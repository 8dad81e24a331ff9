use std::sync::Arc;

use crate::risk::classifier::{ClassifierError, RiskClassifier};
use crate::risk::coercion::RawInputRecord;
use crate::risk::features::FeatureVector;
use crate::risk::pipeline::{PipelineOptions, RiskPipeline};
use crate::risk::schema::vector_columns;
use crate::risk::weights::{WeightMapping, WeightStore};

/// Classifier double returning a fixed positive-class probability.
pub(super) struct StubClassifier {
    positive: f64,
    features: Vec<String>,
}

impl StubClassifier {
    pub(super) fn new(positive: f64) -> Self {
        Self {
            positive,
            features: vector_columns().into_iter().map(str::to_string).collect(),
        }
    }
}

impl RiskClassifier for StubClassifier {
    fn feature_names(&self) -> &[String] {
        &self.features
    }

    fn predict_proba(&self, vector: &FeatureVector) -> Result<Vec<f64>, ClassifierError> {
        if vector.len() != self.features.len() {
            return Err(ClassifierError::Backend(format!(
                "expected {} columns, got {}",
                self.features.len(),
                vector.len()
            )));
        }
        Ok(vec![1.0 - self.positive, self.positive])
    }
}

pub(super) struct FailingClassifier;

impl RiskClassifier for FailingClassifier {
    fn feature_names(&self) -> &[String] {
        &[]
    }

    fn predict_proba(&self, _: &FeatureVector) -> Result<Vec<f64>, ClassifierError> {
        Err(ClassifierError::Backend("model unavailable".to_string()))
    }
}

pub(super) fn sample_raw() -> RawInputRecord {
    [
        ("Age", "34"),
        ("Gender", "0"),
        ("Ethnicity", "1"),
        ("EducationLevel", "5"),
        ("BMI", "24"),
        ("Smoking", "0"),
        ("AlcoholConsumption", "3"),
        ("PhysicalActivity", "7"),
        ("DietQuality", "8"),
        ("SleepQuality", "6"),
        ("FamilyHistoryAlzheimers", "1"),
        ("CardiovascularDisease", "0"),
        ("Diabetes", "0"),
        ("Depression", "0"),
        ("HeadInjury", "0"),
        ("Hypertension", "1"),
        ("SystolicBP", "110"),
        ("DiastolicBP", "80"),
        ("CholesterolTotal", "140"),
        ("CholesterolLDL", "65"),
        ("CholesterolHDL", "60"),
        ("CholesterolTriglycerides", "150"),
        ("MMSE", "23"),
        ("FunctionalAssessment", "15"),
        ("MemoryComplaints", "2"),
        ("BehavioralProblems", "3"),
        ("ADL", "5"),
        ("Confusion", "1"),
        ("Disorientation", "1"),
        ("PersonalityChanges", "1"),
        ("DifficultyCompletingTasks", "0"),
        ("Forgetfulness", "1"),
    ]
    .into_iter()
    .collect()
}

pub(super) fn health_weights() -> WeightMapping {
    [
        ("SystolicBP", 0.16713048467999211),
        ("CholesterolTotal", 0.20538780018515296),
        ("CholesterolLDL", 0.20371637265656023),
        ("CholesterolHDL", 0.21295212981036069),
        ("CholesterolTriglycerides", 0.21081321266793412),
        ("BMI", 0.19723692111125013),
        ("PhysicalActivity", 0.1880104973471069),
        ("DietQuality", 0.19348311953836947),
        ("SleepQuality", 0.20101583931020794),
        ("Smoking", 0.023329569340162733),
        ("AlcoholConsumption", 0.1969240533529028),
    ]
    .into_iter()
    .collect()
}

pub(super) fn cardiometabolic_weights() -> WeightMapping {
    [
        ("SystolicBP", 0.16713048467999211),
        ("CholesterolTotal", 0.20538780018515296),
        ("CholesterolLDL", 0.20371637265656023),
        ("CholesterolHDL", 0.21295212981036069),
        ("CholesterolTriglycerides", 0.21081321266793412),
    ]
    .into_iter()
    .collect()
}

pub(super) fn weight_store() -> Arc<WeightStore> {
    Arc::new(WeightStore::new(health_weights(), cardiometabolic_weights()))
}

pub(super) fn pipeline_with<C: RiskClassifier>(classifier: C) -> Arc<RiskPipeline<C>> {
    Arc::new(
        RiskPipeline::new(classifier, weight_store(), None, PipelineOptions::default())
            .expect("pipeline builds"),
    )
}

pub(super) fn stub_pipeline(positive: f64) -> Arc<RiskPipeline<StubClassifier>> {
    pipeline_with(StubClassifier::new(positive))
}

/// Weighted sum written out term by term, in weight-file order.
pub(super) fn expected_health_score() -> f64 {
    0.0 + 110.0 * 0.16713048467999211
        + 140.0 * 0.20538780018515296
        + 65.0 * 0.20371637265656023
        + 60.0 * 0.21295212981036069
        + 150.0 * 0.21081321266793412
        + 24.0 * 0.19723692111125013
        + 7.0 * 0.1880104973471069
        + 8.0 * 0.19348311953836947
        + 6.0 * 0.20101583931020794
        + 0.0 * 0.023329569340162733
        + 3.0 * 0.1969240533529028
}

pub(super) fn expected_cardiometabolic_index() -> f64 {
    0.0 + 110.0 * 0.16713048467999211
        + 140.0 * 0.20538780018515296
        + 65.0 * 0.20371637265656023
        + 60.0 * 0.21295212981036069
        + 150.0 * 0.21081321266793412
}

### What is needed
Retype all of the data shown above, word for word.

### Written answer
repository 8dad81e24a331ff9
use std::sync::Arc;

use crate::risk::classifier::{ClassifierError, RiskClassifier};
use crate::risk::coercion::RawInputRecord;
use crate::risk::features::FeatureVector;
use crate::risk::pipeline::{PipelineOptions, RiskPipeline};
use crate::risk::schema::vector_columns;
use crate::risk::weights::{WeightMapping, WeightStore};

/// Classifier double returning a fixed positive-class probability.
pub(super) struct StubClassifier {
    positive: f64,
    features: Vec<String>,
}

impl StubClassifier {
    pub(super) fn new(positive: f64) -> Self {
        Self {
            positive,
            features: vector_columns().into_iter().map(str::to_string).collect(),
        }
    }
}

impl RiskClassifier for StubClassifier {
    fn feature_names(&self) -> &[String] {
        &self.features
    }

    fn predict_proba(&self, vector: &FeatureVector) -> Result<Vec<f64>, ClassifierError> {
        if vector.len() != self.features.len() {
            return Err(ClassifierError::Backend(format!(
                "expected {} columns, got {}",
                self.features.len(),
                vector.len()
            )));
        }
        Ok(vec![1.0 - self.positive, self.positive])
    }
}

pub(super) struct FailingClassifier;

impl RiskClassifier for FailingClassifier {
    fn feature_names(&self) -> &[String] {
        &[]
    }

    fn predict_proba(&self, _: &FeatureVector) -> Result<Vec<f64>, ClassifierError> {
        Err(ClassifierError::Backend("model unavailable".to_string()))
    }
}

pub(super) fn sample_raw() -> RawInputRecord {
    [
        ("Age", "34"),
        ("Gender", "0"),
        ("Ethnicity", "1"),
        ("EducationLevel", "5"),
        ("BMI", "24"),
        ("Smoking", "0"),
        ("AlcoholConsumption", "3"),
        ("PhysicalActivity", "7"),
        ("DietQuality", "8"),
        ("SleepQuality", "6"),
        ("FamilyHistoryAlzheimers", "1"),
        ("CardiovascularDisease", "0"),
        ("Diabetes", "0"),
        ("Depression", "0"),
        ("HeadInjury", "0"),
        ("Hypertension", "1"),
        ("SystolicBP", "110"),
        ("DiastolicBP", "80"),
        ("CholesterolTotal", "140"),
        ("CholesterolLDL", "65"),
        ("CholesterolHDL", "60"),
        ("CholesterolTriglycerides", "150"),
        ("MMSE", "23"),
        ("FunctionalAssessment", "15"),
        ("MemoryComplaints", "2"),
        ("BehavioralProblems", "3"),
        ("ADL", "5"),
        ("Confusion", "1"),
        ("Disorientation", "1"),
        ("PersonalityChanges", "1"),
        ("DifficultyCompletingTasks", "0"),
        ("Forgetfulness", "1"),
    ]
    .into_iter()
    .collect()
}

pub(super) fn health_weights() -> WeightMapping {
    [
        ("SystolicBP", 0.16713048467999211),
        ("CholesterolTotal", 0.20538780018515296),
        ("CholesterolLDL", 0.20371637265656023),
        ("CholesterolHDL", 0.21295212981036069),
        ("CholesterolTriglycerides", 0.21081321266793412),
        ("BMI", 0.19723692111125013),
        ("PhysicalActivity", 0.1880104973471069),
        ("DietQuality", 0.19348311953836947),
        ("SleepQuality", 0.20101583931020794),
        ("Smoking", 0.023329569340162733),
        ("AlcoholConsumption", 0.1969240533529028),
    ]
    .into_iter()
    .collect()
}

pub(super) fn cardiometabolic_weights() -> WeightMapping {
    [
        ("SystolicBP", 0.16713048467999211),
        ("CholesterolTotal", 0.20538780018515296),
        ("CholesterolLDL", 0.20371637265656023),
        ("CholesterolHDL", 0.21295212981036069),
        ("CholesterolTriglycerides", 0.21081321266793412),
    ]
    .into_iter()
    .collect()
}

pub(super) fn weight_store() -> Arc<WeightStore> {
    Arc::new(WeightStore::new(health_weights(), cardiometabolic_weights()))
}

pub(super) fn pipeline_with<C: RiskClassifier>(classifier: C) -> Arc<RiskPipeline<C>> {
    Arc::new(
        RiskPipeline::new(classifier, weight_store(), None, PipelineOptions::default())
            .expect("pipeline builds"),
    )
}

pub(super) fn stub_pipeline(positive: f64) -> Arc<RiskPipeline<StubClassifier>> {
    pipeline_with(StubClassifier::new(positive))
}

/// Weighted sum written out term by term, in weight-file order.
pub(super) fn expected_health_score() -> f64 {
    0.0 + 110.0 * 0.16713048467999211
        + 140.0 * 0.20538780018515296
        + 65.0 * 0.20371637265656023
        + 60.0 * 0.21295212981036069
        + 150.0 * 0.21081321266793412
        + 24.0 * 0.19723692111125013
        + 7.0 * 0.1880104973471069
        + 8.0 * 0.19348311953836947
        + 6.0 * 0.20101583931020794
        + 0.0 * 0.023329569340162733
        + 3.0 * 0.1969240533529028
}

pub(super) fn expected_cardiometabolic_index() -> f64 {
    0.0 + 110.0 * 0.16713048467999211
        + 140.0 * 0.20538780018515296
        + 65.0 * 0.20371637265656023
        + 60.0 * 0.21295212981036069
        + 150.0 * 0.21081321266793412
}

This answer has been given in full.